=== TASK DETAILS ===
Every line in the records below with the string "filename" needs to be copied out.

=== MATERIAL TO PROCESS ===
----
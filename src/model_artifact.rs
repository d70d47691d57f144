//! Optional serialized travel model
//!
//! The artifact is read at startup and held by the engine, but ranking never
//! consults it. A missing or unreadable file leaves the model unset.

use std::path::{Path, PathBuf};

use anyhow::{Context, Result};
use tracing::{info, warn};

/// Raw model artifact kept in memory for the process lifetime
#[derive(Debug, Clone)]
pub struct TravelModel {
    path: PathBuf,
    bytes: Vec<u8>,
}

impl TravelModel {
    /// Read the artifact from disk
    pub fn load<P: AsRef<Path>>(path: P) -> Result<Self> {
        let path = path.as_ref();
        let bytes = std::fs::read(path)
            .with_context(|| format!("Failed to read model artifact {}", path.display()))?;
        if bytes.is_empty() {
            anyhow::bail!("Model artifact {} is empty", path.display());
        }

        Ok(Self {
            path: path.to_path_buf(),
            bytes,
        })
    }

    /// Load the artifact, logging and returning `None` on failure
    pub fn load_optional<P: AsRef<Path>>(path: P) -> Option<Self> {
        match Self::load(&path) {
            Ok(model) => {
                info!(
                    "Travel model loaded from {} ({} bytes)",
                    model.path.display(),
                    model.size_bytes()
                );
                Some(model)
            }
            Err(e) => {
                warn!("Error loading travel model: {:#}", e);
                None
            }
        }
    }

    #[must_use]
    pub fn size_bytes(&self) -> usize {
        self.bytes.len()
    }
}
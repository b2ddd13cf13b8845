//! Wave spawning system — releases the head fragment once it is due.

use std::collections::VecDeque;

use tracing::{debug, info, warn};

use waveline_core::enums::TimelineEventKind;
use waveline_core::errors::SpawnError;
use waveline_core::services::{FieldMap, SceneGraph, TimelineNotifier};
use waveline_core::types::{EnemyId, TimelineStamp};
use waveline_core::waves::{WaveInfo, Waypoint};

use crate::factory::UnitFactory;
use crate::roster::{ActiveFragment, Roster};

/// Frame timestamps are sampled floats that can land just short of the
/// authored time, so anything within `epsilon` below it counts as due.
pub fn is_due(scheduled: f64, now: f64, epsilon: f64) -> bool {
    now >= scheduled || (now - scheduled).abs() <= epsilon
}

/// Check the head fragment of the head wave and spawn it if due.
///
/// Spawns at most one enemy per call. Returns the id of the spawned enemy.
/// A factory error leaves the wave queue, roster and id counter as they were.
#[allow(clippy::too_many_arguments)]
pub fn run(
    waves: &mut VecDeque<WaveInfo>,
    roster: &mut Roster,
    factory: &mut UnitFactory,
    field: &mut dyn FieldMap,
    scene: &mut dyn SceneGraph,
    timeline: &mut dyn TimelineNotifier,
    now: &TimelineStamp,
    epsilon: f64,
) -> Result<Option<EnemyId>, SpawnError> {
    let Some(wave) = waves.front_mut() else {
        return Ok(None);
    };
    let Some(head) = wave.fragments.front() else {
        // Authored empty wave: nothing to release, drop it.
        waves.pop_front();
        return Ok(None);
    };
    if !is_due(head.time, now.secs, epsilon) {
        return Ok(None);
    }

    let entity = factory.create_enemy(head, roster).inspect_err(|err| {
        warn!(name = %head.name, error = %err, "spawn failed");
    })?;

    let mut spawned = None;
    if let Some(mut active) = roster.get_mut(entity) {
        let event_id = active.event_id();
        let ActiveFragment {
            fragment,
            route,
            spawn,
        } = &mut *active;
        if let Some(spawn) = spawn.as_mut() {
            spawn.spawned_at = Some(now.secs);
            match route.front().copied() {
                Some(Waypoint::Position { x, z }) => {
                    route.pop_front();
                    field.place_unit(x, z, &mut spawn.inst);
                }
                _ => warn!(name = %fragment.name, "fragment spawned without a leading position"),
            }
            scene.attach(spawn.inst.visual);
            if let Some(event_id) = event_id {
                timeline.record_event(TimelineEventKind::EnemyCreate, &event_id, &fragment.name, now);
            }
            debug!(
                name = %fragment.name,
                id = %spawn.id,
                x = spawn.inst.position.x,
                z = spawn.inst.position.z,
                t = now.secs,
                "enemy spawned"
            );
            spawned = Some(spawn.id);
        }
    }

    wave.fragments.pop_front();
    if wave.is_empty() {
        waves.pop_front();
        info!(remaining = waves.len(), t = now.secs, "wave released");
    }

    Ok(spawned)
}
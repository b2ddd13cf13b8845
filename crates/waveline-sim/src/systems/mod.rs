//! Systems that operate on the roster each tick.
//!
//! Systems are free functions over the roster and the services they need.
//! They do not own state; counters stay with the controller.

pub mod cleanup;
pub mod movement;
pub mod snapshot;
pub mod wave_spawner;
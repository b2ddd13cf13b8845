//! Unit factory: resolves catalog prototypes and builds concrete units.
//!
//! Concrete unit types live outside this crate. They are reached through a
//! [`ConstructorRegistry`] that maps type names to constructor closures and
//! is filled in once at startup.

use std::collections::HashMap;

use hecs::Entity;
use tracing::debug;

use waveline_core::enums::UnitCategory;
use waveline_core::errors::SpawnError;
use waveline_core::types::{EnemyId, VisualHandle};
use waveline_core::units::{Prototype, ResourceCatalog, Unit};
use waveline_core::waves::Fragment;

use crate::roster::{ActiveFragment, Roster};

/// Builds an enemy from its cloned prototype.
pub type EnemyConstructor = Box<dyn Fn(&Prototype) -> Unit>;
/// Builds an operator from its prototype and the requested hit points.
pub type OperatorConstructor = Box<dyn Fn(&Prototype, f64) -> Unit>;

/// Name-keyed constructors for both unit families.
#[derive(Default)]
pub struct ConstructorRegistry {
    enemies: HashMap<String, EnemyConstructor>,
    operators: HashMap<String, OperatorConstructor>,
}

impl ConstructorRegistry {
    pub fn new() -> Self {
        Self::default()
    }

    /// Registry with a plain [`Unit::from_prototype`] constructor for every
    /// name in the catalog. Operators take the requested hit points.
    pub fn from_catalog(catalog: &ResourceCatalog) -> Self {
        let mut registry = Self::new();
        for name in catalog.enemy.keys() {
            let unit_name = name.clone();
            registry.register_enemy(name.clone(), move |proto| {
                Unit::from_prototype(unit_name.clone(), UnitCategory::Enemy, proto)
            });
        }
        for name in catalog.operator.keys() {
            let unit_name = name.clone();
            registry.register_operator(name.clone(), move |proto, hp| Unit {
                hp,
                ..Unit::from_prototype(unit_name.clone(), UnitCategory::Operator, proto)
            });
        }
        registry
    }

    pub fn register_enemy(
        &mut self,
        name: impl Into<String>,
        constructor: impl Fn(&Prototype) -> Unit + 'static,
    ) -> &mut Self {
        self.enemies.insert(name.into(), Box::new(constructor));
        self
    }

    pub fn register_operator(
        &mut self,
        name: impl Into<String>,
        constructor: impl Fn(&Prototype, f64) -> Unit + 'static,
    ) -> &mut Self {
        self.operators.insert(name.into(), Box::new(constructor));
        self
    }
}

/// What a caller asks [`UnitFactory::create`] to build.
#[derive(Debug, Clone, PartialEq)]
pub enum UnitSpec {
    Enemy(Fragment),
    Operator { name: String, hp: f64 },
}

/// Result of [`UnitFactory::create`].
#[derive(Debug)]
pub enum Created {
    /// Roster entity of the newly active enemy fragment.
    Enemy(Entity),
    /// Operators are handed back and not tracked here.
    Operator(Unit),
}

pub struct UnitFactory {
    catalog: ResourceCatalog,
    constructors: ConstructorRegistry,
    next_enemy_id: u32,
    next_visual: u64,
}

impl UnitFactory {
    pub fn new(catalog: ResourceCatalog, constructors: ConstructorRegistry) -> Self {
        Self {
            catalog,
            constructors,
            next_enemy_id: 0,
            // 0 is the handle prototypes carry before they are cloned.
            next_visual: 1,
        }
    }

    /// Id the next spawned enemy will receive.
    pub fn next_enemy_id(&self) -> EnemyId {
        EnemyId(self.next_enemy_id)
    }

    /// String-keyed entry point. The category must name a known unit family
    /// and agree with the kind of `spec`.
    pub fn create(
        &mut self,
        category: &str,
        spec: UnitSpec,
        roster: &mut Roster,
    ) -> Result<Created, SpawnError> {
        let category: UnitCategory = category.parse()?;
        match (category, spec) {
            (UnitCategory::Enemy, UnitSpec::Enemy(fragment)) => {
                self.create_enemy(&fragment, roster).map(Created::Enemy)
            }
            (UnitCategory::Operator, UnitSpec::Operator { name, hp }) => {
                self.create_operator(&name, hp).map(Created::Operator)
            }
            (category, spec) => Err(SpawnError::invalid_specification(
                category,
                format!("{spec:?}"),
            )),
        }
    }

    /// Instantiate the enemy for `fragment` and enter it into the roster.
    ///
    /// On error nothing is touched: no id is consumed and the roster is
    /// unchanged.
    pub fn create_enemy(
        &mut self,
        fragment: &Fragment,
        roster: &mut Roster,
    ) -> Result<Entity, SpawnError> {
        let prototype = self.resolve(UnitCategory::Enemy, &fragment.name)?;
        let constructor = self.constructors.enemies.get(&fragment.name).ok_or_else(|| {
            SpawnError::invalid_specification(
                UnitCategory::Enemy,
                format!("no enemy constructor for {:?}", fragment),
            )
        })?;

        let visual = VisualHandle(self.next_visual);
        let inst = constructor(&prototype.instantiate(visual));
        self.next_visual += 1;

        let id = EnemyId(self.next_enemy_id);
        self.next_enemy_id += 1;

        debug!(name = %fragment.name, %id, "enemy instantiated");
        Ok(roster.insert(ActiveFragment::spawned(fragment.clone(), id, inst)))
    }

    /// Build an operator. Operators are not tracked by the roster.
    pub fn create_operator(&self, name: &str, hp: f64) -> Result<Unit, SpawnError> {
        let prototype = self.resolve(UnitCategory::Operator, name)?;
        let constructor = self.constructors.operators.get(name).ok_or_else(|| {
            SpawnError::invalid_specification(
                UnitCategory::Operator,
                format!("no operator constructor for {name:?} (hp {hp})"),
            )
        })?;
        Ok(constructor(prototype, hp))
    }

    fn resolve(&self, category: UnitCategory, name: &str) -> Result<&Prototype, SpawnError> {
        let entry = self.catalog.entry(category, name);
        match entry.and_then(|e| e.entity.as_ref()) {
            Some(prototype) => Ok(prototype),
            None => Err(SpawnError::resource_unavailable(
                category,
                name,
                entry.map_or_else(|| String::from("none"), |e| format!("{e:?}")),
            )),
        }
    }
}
----
=== ANSWER TO THE EXERCISE ===
filename src/model_artifact.rs
filename crates/waveline-sim/src/systems/mod.rs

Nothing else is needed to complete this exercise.